Let me start with an incident that occurred a few days ago.  A person asked me to perform a very unimportant, IT-related task for her, but that task required about thirty minutes of my time.  She was incapable of performing this task herself, and it was my duty to assist her, so I did it.  I was extremely busy with other things, and I expressed this to her as politely as I could, but I still performed this task anyway.  I finished, received a “thank you,” and left.  I checked it off my list.  Yay!  Now onto more important matters, like saving the world from squid-like machines that use humans as batteries.  BUT...then I received a call from this person, a mere thirty minutes later, asking me to undo the task I’d just done for her.  No joke.  Now ordinarily I wouldn’t have complained, but this particular individual has become notorious for these types of requests.  Apparently the fact that I was supremely busy was completely lost to her, or else her own personal agenda was far more important than mine.  And that seems to be the case more often than not, I’m afraid.
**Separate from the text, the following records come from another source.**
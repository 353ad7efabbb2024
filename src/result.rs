//! Transfer outcome payload carried by completion futures

use crate::error::Error;
use crate::session::SessionInfo;
use crate::types::{ControlMessage, ErrorCode, TransferId};
use std::sync::Arc;

/// Outcome of a transfer or task, published as a [`CompletionFuture`] result
///
/// [`CompletionFuture`]: crate::future::CompletionFuture
#[derive(Clone, Debug)]
pub struct TransferResult {
    /// Session the outcome belongs to
    pub session: Option<Arc<SessionInfo>>,
    /// Whether the peer has already been told about this outcome
    pub is_answered: bool,
    /// Outcome code
    pub code: ErrorCode,
    /// Persisted transfer record this outcome refers to
    pub runner: Option<TransferId>,
    /// Error behind a failed outcome
    pub cause: Option<Arc<Error>>,
    /// Packet attached to the outcome, such as the error sent to the peer
    pub attachment: Option<ControlMessage>,
}

impl TransferResult {
    /// Outcome with `code` and nothing else attached
    pub fn new(code: ErrorCode) -> Self {
        Self {
            session: None,
            is_answered: false,
            code,
            runner: None,
            cause: None,
            attachment: None,
        }
    }

    /// Outcome built from an error, using the error's own code
    pub fn from_error(error: Error) -> Self {
        let code = error.code();
        Self::new(code).with_cause(error)
    }

    /// Attach the session
    pub fn with_session(mut self, session: Arc<SessionInfo>) -> Self {
        self.session = Some(session);
        self
    }

    /// Attach the transfer record reference
    pub fn with_runner(mut self, runner: Option<TransferId>) -> Self {
        self.runner = runner;
        self
    }

    /// Attach the failure cause
    pub fn with_cause(mut self, cause: Error) -> Self {
        self.cause = Some(Arc::new(cause));
        self
    }

    /// Mark whether the peer was already notified
    pub fn answered(mut self, is_answered: bool) -> Self {
        self.is_answered = is_answered;
        self
    }

    /// Attach a packet
    pub fn with_attachment(mut self, attachment: ControlMessage) -> Self {
        self.attachment = Some(attachment);
        self
    }
}

impl std::fmt::Display for TransferResult {
    fn fmt(&self, f: &mut std::fmt::Formatter<'_>) -> std::fmt::Result {
        write!(f, "Result: {} answered={}", self.code, self.is_answered)?;
        if let Some(runner) = self.runner {
            write!(f, " transfer={}", runner)?;
        }
        if let Some(cause) = &self.cause {
            write!(f, " cause={}", cause)?;
        }
        Ok(())
    }
}
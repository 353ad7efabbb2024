//! Error types for mft-engine
//!
//! Every error maps onto an [`ErrorCode`] so it can be reported to the remote
//! partner and stored on the transfer record.

use crate::types::ErrorCode;
use thiserror::Error;

/// Result type alias for mft-engine operations
pub type Result<T> = std::result::Result<T, Error>;

/// Main error type for mft-engine
#[derive(Debug, Error)]
pub enum Error {
    /// Task command does not exist or is not executable; nothing was spawned
    #[error("command not found: {0}")]
    CommandNotFound(String),

    /// Data phase or handshake failure
    #[error("transfer error: {0}")]
    Transfer(String),

    /// Task execution failed; the message embeds the captured diagnostic
    #[error("task error: {0}")]
    Runner(String),

    /// Local system fault (pipe setup, interrupted wait, file I/O)
    #[error("system error: {message}")]
    System {
        /// Human-readable description
        message: String,
        /// Underlying I/O error, if any
        #[source]
        source: Option<std::io::Error>,
    },

    /// A control message or data block could not be handed to the network layer
    #[error("packet error: {0}")]
    Packet(String),

    /// A wait was interrupted by cancellation
    #[error("interrupted: {0}")]
    Interrupted(String),

    /// Operation was cancelled
    #[error("cancelled")]
    Cancelled,

    /// Configuration error with context about which setting is invalid
    #[error("configuration error: {message}")]
    Config {
        /// Human-readable error message describing the configuration issue
        message: String,
        /// The configuration key that caused the error
        key: Option<String>,
    },

    /// I/O error
    #[error("I/O error: {0}")]
    Io(#[from] std::io::Error),

    /// Other error
    #[error("{0}")]
    Other(String),
}

impl Error {
    /// System error without an underlying I/O source
    pub fn system(message: impl Into<String>) -> Self {
        Error::System {
            message: message.into(),
            source: None,
        }
    }

    /// System error wrapping an I/O error
    pub fn system_io(message: impl Into<String>, source: std::io::Error) -> Self {
        Error::System {
            message: message.into(),
            source: Some(source),
        }
    }

    /// Outcome code reported for this error
    pub fn code(&self) -> ErrorCode {
        match self {
            Error::CommandNotFound(_) => ErrorCode::CommandNotFound,
            Error::Transfer(_) | Error::Packet(_) => ErrorCode::TransferError,
            Error::Runner(_) => ErrorCode::ExternalOp,
            Error::System { .. } | Error::Interrupted(_) | Error::Io(_) | Error::Config { .. } => {
                ErrorCode::Internal
            }
            Error::Cancelled => ErrorCode::CanceledTransfer,
            Error::Other(_) => ErrorCode::Unknown,
        }
    }
}
//! External process task
//!
//! Runs the resolved action as a native process (or through an attached
//! [`LocalExecHelper`]), keeps the last non-empty line of its standard output
//! as diagnostic, and classifies the exit status:
//! - `0` success
//! - `1` success, the transfer status is downgraded to `Warning`
//! - anything else failure, with the diagnostic embedded in the error
//!
//! A watchdog kills the process once the configured timeout elapses; the task
//! then reports status `-1` with diagnostic `TimeOut`.

use crate::error::Error;
use crate::future::CompletionFuture;
use crate::retry::retry_once;
use crate::session::TransferSession;
use crate::task::local_exec::LocalExecHelper;
use crate::task::template::resolve_template;
use crate::task::{Task, TaskArgs, TaskType};
use crate::types::ErrorCode;
use async_trait::async_trait;
use std::path::Path;
use std::process::{ExitStatus, Stdio};
use std::sync::Arc;
use tokio::io::{AsyncBufReadExt, AsyncReadExt, BufReader};
use tokio::process::{Child, ChildStdout, Command};
use tokio::sync::watch;
use tokio_util::sync::CancellationToken;

/// Status reported for a process killed by the watchdog
pub const TIMEOUT_STATUS: i32 = -1;

/// Diagnostic reported for a process killed by the watchdog
pub const TIMEOUT_DIAGNOSTIC: &str = "TimeOut";

/// Longest output line kept; longer lines are split at this size
const MAX_LINE_BYTES: usize = 8 * 1024;

/// Spawns configured commands
///
/// The seam exists so spawn failures can be injected; [`NativeLauncher`] is
/// the only production implementation.
pub trait ProcessLauncher: Send + Sync {
    /// Spawn `command` as configured
    fn spawn(&self, command: &mut Command) -> std::io::Result<Child>;
}

/// Spawns through the operating system
#[derive(Clone, Copy, Debug, Default)]
pub struct NativeLauncher;

impl ProcessLauncher for NativeLauncher {
    fn spawn(&self, command: &mut Command) -> std::io::Result<Child> {
        command.spawn()
    }
}

enum Exit {
    Status(i32),
    TimedOut,
}

/// How the output reader ended
#[derive(Clone, Copy, Debug, PartialEq, Eq)]
enum ReaderExit {
    /// Standard output reached EOF
    Eof,
    /// Cancelled because the pipe stayed open after the command ended
    Cancelled,
}

/// Task running an external command and capturing its output
pub struct ExecOutputTask {
    args: TaskArgs,
    session: Arc<TransferSession>,
    launcher: Arc<dyn ProcessLauncher>,
    local_exec: Option<Arc<dyn LocalExecHelper>>,
    future: CompletionFuture,
    #[cfg(test)]
    reader_exit: std::sync::Mutex<Option<ReaderExit>>,
}

impl ExecOutputTask {
    /// Task for `args` within `session`, spawning natively
    pub fn new(args: TaskArgs, session: Arc<TransferSession>) -> Self {
        Self {
            args,
            session,
            launcher: Arc::new(NativeLauncher),
            local_exec: None,
            future: CompletionFuture::cancellable(),
            #[cfg(test)]
            reader_exit: std::sync::Mutex::new(None),
        }
    }

    /// Replace the process launcher
    pub fn with_launcher(mut self, launcher: Arc<dyn ProcessLauncher>) -> Self {
        self.launcher = launcher;
        self
    }

    /// Attach an out-of-process helper, used when `tasks.use_local_exec` is set
    pub fn with_local_exec(mut self, helper: Arc<dyn LocalExecHelper>) -> Self {
        self.local_exec = Some(helper);
        self
    }

    fn spawn_child(&self, program: &str, args: &[String]) -> std::io::Result<Child> {
        let mut command = Command::new(program);
        command
            .args(args)
            .stdin(Stdio::null())
            .stdout(Stdio::piped())
            .stderr(Stdio::null())
            .kill_on_drop(true);
        self.launcher.spawn(&mut command)
    }

    /// Delegate to the helper; `false` when it could not be reached
    async fn run_delegated(&self, helper: &dyn LocalExecHelper, command_line: &str) -> bool {
        let transfer_id = self.session.record().id().0;
        if let Err(e) = helper.connect().await {
            tracing::warn!(transfer_id, error = %e, "local exec helper unreachable, running natively");
            return false;
        }

        tracing::debug!(transfer_id, command = %command_line, "delegating to local exec helper");
        let outcome = helper.run_command(command_line, self.args.timeout).await;
        helper.disconnect().await;

        match outcome {
            Ok(result) => self.finalize(result.status, result.last_line()).await,
            Err(e) => {
                tracing::error!(transfer_id, error = %e, "local exec helper failed");
                let code = e.code();
                self.future.set_failure(e, Some(self.session.result(code)));
            }
        }
        true
    }

    async fn run_native(&self, program: &str, args: &[String]) {
        let transfer_id = self.session.record().id().0;
        let tasks = &self.session.config().tasks;

        let spawned = retry_once(tasks.retry_interval, || {
            let attempt = self.spawn_child(program, args);
            async move { attempt }
        })
        .await;
        let mut child = match spawned {
            Ok(child) => child,
            Err(e) => {
                tracing::error!(transfer_id, program, error = %e, "cannot start task command");
                self.future.set_failure(
                    Error::system_io(format!("cannot start {}", program), e),
                    Some(self.session.result(ErrorCode::Internal)),
                );
                return;
            }
        };

        let Some(stdout) = child.stdout.take() else {
            if let Err(e) = child.kill().await {
                tracing::warn!(transfer_id, error = %e, "cannot kill task command");
            }
            self.future.set_failure(
                Error::system("standard output of task command not captured"),
                Some(self.session.result(ErrorCode::Internal)),
            );
            return;
        };

        let (last_line_tx, last_line_rx) = watch::channel(String::new());
        let reader_cancel = CancellationToken::new();
        let mut reader = tokio::spawn(drain_output(stdout, last_line_tx, reader_cancel.clone()));

        let exit = self.wait_child(&mut child).await;

        let join_timeout = if self.args.timeout.is_zero() {
            tasks.reader_join_timeout
        } else {
            self.args.timeout
        };
        let reader_exit = match tokio::time::timeout(join_timeout, &mut reader).await {
            Ok(Ok(exit)) => exit,
            Ok(Err(e)) => {
                tracing::warn!(transfer_id, error = %e, "output reader failed");
                ReaderExit::Cancelled
            }
            Err(_) => {
                tracing::debug!(transfer_id, "output reader still busy, cancelling it");
                reader_cancel.cancel();
                reader.abort();
                // The pipe is closed once the aborted reader is joined
                let _ = reader.await;
                ReaderExit::Cancelled
            }
        };
        #[cfg(test)]
        {
            *self.reader_exit.lock().unwrap_or_else(|p| p.into_inner()) = Some(reader_exit);
        }
        tracing::debug!(transfer_id, reader = ?reader_exit, "output reader released");
        let last_line = last_line_rx.borrow().clone();

        match exit {
            Ok(Exit::Status(status)) => self.finalize(status, &last_line).await,
            Ok(Exit::TimedOut) => self.finalize(TIMEOUT_STATUS, TIMEOUT_DIAGNOSTIC).await,
            Err(e) => {
                tracing::error!(transfer_id, program, error = %e, "cannot wait for task command");
                self.future.set_failure(
                    Error::system_io(format!("cannot wait for {}", program), e),
                    Some(self.session.result(ErrorCode::Internal)),
                );
            }
        }
    }

    async fn wait_child(&self, child: &mut Child) -> std::io::Result<Exit> {
        let timeout = self.args.timeout;
        if timeout.is_zero() {
            return child.wait().await.map(|status| Exit::Status(exit_code(status)));
        }

        match tokio::time::timeout(timeout, child.wait()).await {
            Ok(status) => status.map(|status| Exit::Status(exit_code(status))),
            Err(_) => {
                tracing::warn!(
                    transfer_id = self.session.record().id().0,
                    ?timeout,
                    "task command timed out, killing it"
                );
                if let Err(e) = child.kill().await {
                    tracing::warn!(error = %e, "cannot kill timed out task command");
                }
                Ok(Exit::TimedOut)
            }
        }
    }

    async fn finalize(&self, status: i32, diagnostic: &str) {
        let transfer_id = self.session.record().id().0;
        match status {
            0 => {
                tracing::info!(transfer_id, "task command succeeded");
                self.future
                    .set_success(Some(self.session.result(ErrorCode::CompleteOk)));
            }
            1 => {
                tracing::warn!(transfer_id, diagnostic, "task command ended with a warning");
                self.session
                    .record()
                    .set_error_status(ErrorCode::Warning)
                    .await;
                self.future
                    .set_success(Some(self.session.result(ErrorCode::Warning)));
            }
            _ => {
                tracing::error!(transfer_id, status, diagnostic, "task command failed");
                self.future.set_failure(
                    Error::Runner(format!("Status: {}\n<ERROR>{}</ERROR>", status, diagnostic)),
                    Some(self.session.result(ErrorCode::ExternalOp)),
                );
            }
        }
    }

    fn command_not_found(&self, program: &str) {
        tracing::error!(
            transfer_id = self.session.record().id().0,
            program,
            "task command is not executable"
        );
        let result = self
            .session
            .result(ErrorCode::CommandNotFound)
            .with_cause(Error::CommandNotFound(program.to_string()));
        self.future.cancel(Some(result));
    }
}

#[async_trait]
impl Task for ExecOutputTask {
    fn task_type(&self) -> TaskType {
        TaskType::ExecOutput
    }

    fn future(&self) -> &CompletionFuture {
        &self.future
    }

    async fn run(&self) {
        let command_line = resolve_template(
            &self.args.action_template,
            &self.session,
            &self.args.transfer_args,
        );
        let mut parts = command_line.split_whitespace();
        let Some(program) = parts.next() else {
            self.future.set_failure(
                Error::Runner("empty task command".to_string()),
                Some(self.session.result(ErrorCode::ExternalOp)),
            );
            return;
        };
        let args: Vec<String> = parts.map(str::to_string).collect();

        if self.session.config().tasks.use_local_exec {
            if let Some(helper) = &self.local_exec {
                if self.run_delegated(helper.as_ref(), &command_line).await {
                    return;
                }
            }
        }

        let path = Path::new(program);
        if path.is_absolute() {
            if !is_executable(path).await {
                self.command_not_found(program);
                return;
            }
        } else {
            match which::which(program) {
                Ok(found) => tracing::debug!(program, resolved = %found.display(), "task command found"),
                Err(_) => tracing::warn!(program, "task command not found in PATH"),
            }
        }

        self.run_native(program, &args).await;
    }
}

/// Keep the last non-empty output line until EOF or cancellation
///
/// Lines are decoded lossily and capped at [`MAX_LINE_BYTES`]; only EOF or
/// cancellation ends the drain.
async fn drain_output(
    stdout: ChildStdout,
    last_line: watch::Sender<String>,
    cancel: CancellationToken,
) -> ReaderExit {
    let mut reader = BufReader::new(stdout);
    let mut buf = Vec::with_capacity(256);
    loop {
        buf.clear();
        let mut limited = (&mut reader).take(MAX_LINE_BYTES as u64);
        tokio::select! {
            _ = cancel.cancelled() => return ReaderExit::Cancelled,
            read = limited.read_until(b'\n', &mut buf) => match read {
                Ok(0) => return ReaderExit::Eof,
                Ok(_) => {
                    let line = String::from_utf8_lossy(&buf);
                    let line = line.trim();
                    if !line.is_empty() {
                        last_line.send_replace(line.to_string());
                    }
                }
                Err(e) if e.kind() == std::io::ErrorKind::Interrupted => {}
                Err(e) => {
                    tracing::debug!(error = %e, "stopped reading task output");
                    return ReaderExit::Eof;
                }
            }
        }
    }
}

/// Exit code, or `-1` for a process ended by a signal
fn exit_code(status: ExitStatus) -> i32 {
    status.code().unwrap_or(-1)
}

#[cfg(unix)]
async fn is_executable(path: &Path) -> bool {
    use std::os::unix::fs::PermissionsExt;
    tokio::fs::metadata(path)
        .await
        .map(|meta| meta.is_file() && meta.permissions().mode() & 0o111 != 0)
        .unwrap_or(false)
}

#[cfg(not(unix))]
async fn is_executable(path: &Path) -> bool {
    tokio::fs::metadata(path)
        .await
        .map(|meta| meta.is_file())
        .unwrap_or(false)
}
We all have seen drivers on cell phones, talking or texting, driving erratically.  Check out my Twitter page (https://twitter.com/rastrohman, @rastrohman) to see a picture we snapped of a teenage girl texting while using her wrists to drive—I’m just amazed at how she managed to do this without killing everyone else on the road!  This seems to be an epidemic!  Worse than an impending zombie apocalypse!  People are so self-consumed in their own little worlds that they can’t even put down their phones for the 10 minute drive from work or school to home or whatever.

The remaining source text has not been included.